Pull every line containing "number" from the data.

Data for this task
[Start of section]

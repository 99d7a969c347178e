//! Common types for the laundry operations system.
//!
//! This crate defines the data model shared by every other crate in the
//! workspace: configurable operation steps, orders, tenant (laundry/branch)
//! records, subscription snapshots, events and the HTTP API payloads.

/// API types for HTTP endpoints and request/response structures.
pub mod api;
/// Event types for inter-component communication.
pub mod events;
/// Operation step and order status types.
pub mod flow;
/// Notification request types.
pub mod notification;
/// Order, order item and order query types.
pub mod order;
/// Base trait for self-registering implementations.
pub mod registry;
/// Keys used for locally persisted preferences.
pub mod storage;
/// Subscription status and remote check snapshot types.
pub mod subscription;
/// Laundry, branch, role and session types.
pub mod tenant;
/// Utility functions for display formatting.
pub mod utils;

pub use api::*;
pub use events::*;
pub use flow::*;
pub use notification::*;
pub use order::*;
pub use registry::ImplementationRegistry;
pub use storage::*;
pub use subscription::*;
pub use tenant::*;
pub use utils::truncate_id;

[End of section]
[Start of section]

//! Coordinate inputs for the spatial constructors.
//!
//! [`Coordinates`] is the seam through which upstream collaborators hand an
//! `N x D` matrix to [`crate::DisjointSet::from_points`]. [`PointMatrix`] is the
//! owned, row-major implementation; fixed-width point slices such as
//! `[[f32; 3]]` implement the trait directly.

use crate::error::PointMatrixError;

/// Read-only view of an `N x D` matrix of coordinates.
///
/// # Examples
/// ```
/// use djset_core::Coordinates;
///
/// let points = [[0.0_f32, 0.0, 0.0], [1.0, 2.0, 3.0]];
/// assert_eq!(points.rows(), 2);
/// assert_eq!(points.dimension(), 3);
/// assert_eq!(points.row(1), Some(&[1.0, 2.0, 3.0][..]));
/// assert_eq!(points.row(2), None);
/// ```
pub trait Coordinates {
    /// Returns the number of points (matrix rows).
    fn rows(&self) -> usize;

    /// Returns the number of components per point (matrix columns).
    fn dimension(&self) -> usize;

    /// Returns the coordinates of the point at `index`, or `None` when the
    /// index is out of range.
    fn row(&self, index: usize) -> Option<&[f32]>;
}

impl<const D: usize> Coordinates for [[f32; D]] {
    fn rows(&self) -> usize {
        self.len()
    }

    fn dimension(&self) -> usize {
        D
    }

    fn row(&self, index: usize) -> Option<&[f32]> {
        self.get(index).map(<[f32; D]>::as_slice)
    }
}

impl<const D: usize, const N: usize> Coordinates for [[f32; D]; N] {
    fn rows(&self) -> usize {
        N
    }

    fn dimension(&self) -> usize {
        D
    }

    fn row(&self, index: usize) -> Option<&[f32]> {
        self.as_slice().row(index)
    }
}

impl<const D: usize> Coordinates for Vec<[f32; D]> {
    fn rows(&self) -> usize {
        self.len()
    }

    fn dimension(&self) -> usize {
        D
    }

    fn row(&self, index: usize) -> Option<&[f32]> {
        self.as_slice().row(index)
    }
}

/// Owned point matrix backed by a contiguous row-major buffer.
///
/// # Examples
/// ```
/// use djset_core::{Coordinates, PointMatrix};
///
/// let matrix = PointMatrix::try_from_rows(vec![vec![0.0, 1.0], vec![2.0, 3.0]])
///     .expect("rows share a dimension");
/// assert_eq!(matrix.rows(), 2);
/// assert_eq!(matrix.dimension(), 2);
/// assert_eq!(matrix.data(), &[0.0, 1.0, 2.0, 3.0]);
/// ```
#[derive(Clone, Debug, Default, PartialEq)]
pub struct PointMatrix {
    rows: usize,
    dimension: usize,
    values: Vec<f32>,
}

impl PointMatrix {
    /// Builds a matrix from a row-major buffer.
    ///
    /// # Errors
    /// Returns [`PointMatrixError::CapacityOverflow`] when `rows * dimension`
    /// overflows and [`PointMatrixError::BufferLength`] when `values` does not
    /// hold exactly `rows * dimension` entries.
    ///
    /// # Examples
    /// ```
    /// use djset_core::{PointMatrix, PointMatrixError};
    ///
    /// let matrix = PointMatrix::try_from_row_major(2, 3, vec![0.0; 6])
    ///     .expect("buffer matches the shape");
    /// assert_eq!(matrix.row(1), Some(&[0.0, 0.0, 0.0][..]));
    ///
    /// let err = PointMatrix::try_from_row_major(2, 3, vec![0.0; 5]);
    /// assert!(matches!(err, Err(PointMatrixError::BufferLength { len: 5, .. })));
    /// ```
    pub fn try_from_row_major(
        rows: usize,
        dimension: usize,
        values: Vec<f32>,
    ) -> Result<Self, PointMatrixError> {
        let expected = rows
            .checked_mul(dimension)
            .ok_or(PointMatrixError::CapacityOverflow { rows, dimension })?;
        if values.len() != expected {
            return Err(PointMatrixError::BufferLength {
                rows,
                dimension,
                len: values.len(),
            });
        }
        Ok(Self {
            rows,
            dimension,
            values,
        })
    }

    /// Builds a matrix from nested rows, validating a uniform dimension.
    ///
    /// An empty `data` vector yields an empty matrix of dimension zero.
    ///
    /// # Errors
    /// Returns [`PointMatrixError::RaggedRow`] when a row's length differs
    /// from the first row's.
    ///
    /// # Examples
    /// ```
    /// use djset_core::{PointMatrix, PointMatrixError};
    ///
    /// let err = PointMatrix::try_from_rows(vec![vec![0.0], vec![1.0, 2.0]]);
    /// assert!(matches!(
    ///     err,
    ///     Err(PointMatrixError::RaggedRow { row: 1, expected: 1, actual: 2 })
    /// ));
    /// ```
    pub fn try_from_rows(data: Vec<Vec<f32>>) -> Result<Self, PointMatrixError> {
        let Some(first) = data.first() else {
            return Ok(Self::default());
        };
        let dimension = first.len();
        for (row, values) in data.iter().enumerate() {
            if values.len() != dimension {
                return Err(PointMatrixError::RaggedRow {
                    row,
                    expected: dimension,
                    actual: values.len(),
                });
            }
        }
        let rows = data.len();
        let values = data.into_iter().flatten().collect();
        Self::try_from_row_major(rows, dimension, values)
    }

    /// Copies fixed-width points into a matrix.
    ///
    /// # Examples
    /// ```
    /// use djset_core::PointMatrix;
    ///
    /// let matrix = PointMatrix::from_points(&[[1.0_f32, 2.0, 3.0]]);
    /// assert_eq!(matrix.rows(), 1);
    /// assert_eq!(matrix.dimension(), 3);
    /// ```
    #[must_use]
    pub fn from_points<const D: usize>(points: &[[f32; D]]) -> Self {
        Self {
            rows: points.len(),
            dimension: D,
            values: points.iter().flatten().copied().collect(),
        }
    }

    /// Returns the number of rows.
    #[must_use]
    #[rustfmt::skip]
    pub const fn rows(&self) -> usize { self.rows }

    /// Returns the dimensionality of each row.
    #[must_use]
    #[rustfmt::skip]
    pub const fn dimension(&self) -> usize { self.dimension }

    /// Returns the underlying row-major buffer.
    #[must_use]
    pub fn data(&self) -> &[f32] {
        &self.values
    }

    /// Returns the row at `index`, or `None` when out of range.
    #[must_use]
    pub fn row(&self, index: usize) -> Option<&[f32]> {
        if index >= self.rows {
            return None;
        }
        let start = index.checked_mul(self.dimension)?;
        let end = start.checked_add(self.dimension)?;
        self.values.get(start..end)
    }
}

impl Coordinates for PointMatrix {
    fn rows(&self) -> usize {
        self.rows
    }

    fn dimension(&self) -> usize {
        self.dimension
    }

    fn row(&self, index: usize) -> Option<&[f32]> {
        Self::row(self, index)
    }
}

[End of section]
[Start of section]

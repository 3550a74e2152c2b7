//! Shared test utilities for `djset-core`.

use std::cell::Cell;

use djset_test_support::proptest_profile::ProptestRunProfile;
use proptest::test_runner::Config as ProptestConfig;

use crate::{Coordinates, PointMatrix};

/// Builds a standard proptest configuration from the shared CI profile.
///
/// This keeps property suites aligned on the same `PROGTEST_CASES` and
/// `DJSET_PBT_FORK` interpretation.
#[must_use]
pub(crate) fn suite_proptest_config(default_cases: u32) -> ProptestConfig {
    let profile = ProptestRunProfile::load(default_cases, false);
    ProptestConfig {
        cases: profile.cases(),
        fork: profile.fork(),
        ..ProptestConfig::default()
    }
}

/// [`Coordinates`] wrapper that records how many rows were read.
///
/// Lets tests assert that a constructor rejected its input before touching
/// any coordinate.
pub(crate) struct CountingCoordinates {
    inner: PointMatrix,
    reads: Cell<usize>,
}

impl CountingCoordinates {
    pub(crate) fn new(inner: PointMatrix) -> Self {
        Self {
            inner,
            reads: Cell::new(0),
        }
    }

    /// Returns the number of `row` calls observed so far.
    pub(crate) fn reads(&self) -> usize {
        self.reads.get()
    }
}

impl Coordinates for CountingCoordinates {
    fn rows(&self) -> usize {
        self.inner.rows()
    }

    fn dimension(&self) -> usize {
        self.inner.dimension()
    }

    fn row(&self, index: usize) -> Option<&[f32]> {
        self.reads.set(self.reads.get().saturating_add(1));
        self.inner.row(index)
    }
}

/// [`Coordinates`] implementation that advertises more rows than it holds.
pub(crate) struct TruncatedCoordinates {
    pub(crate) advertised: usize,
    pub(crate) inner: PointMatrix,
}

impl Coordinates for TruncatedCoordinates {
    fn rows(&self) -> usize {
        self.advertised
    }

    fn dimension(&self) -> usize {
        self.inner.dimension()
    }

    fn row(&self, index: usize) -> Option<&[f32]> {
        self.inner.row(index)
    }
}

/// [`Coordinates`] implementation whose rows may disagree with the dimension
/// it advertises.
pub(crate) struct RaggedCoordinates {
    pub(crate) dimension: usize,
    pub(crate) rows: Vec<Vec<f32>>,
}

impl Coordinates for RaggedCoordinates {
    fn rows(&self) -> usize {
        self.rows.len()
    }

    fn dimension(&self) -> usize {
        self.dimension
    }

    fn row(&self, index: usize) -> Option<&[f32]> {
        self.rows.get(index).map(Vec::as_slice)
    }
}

[End of section]

Answer for this exercise
    /// Returns the number of points (matrix rows).
    /// Returns the number of components per point (matrix columns).
    /// Returns the number of rows.
    /// Returns the number of `row` calls observed so far.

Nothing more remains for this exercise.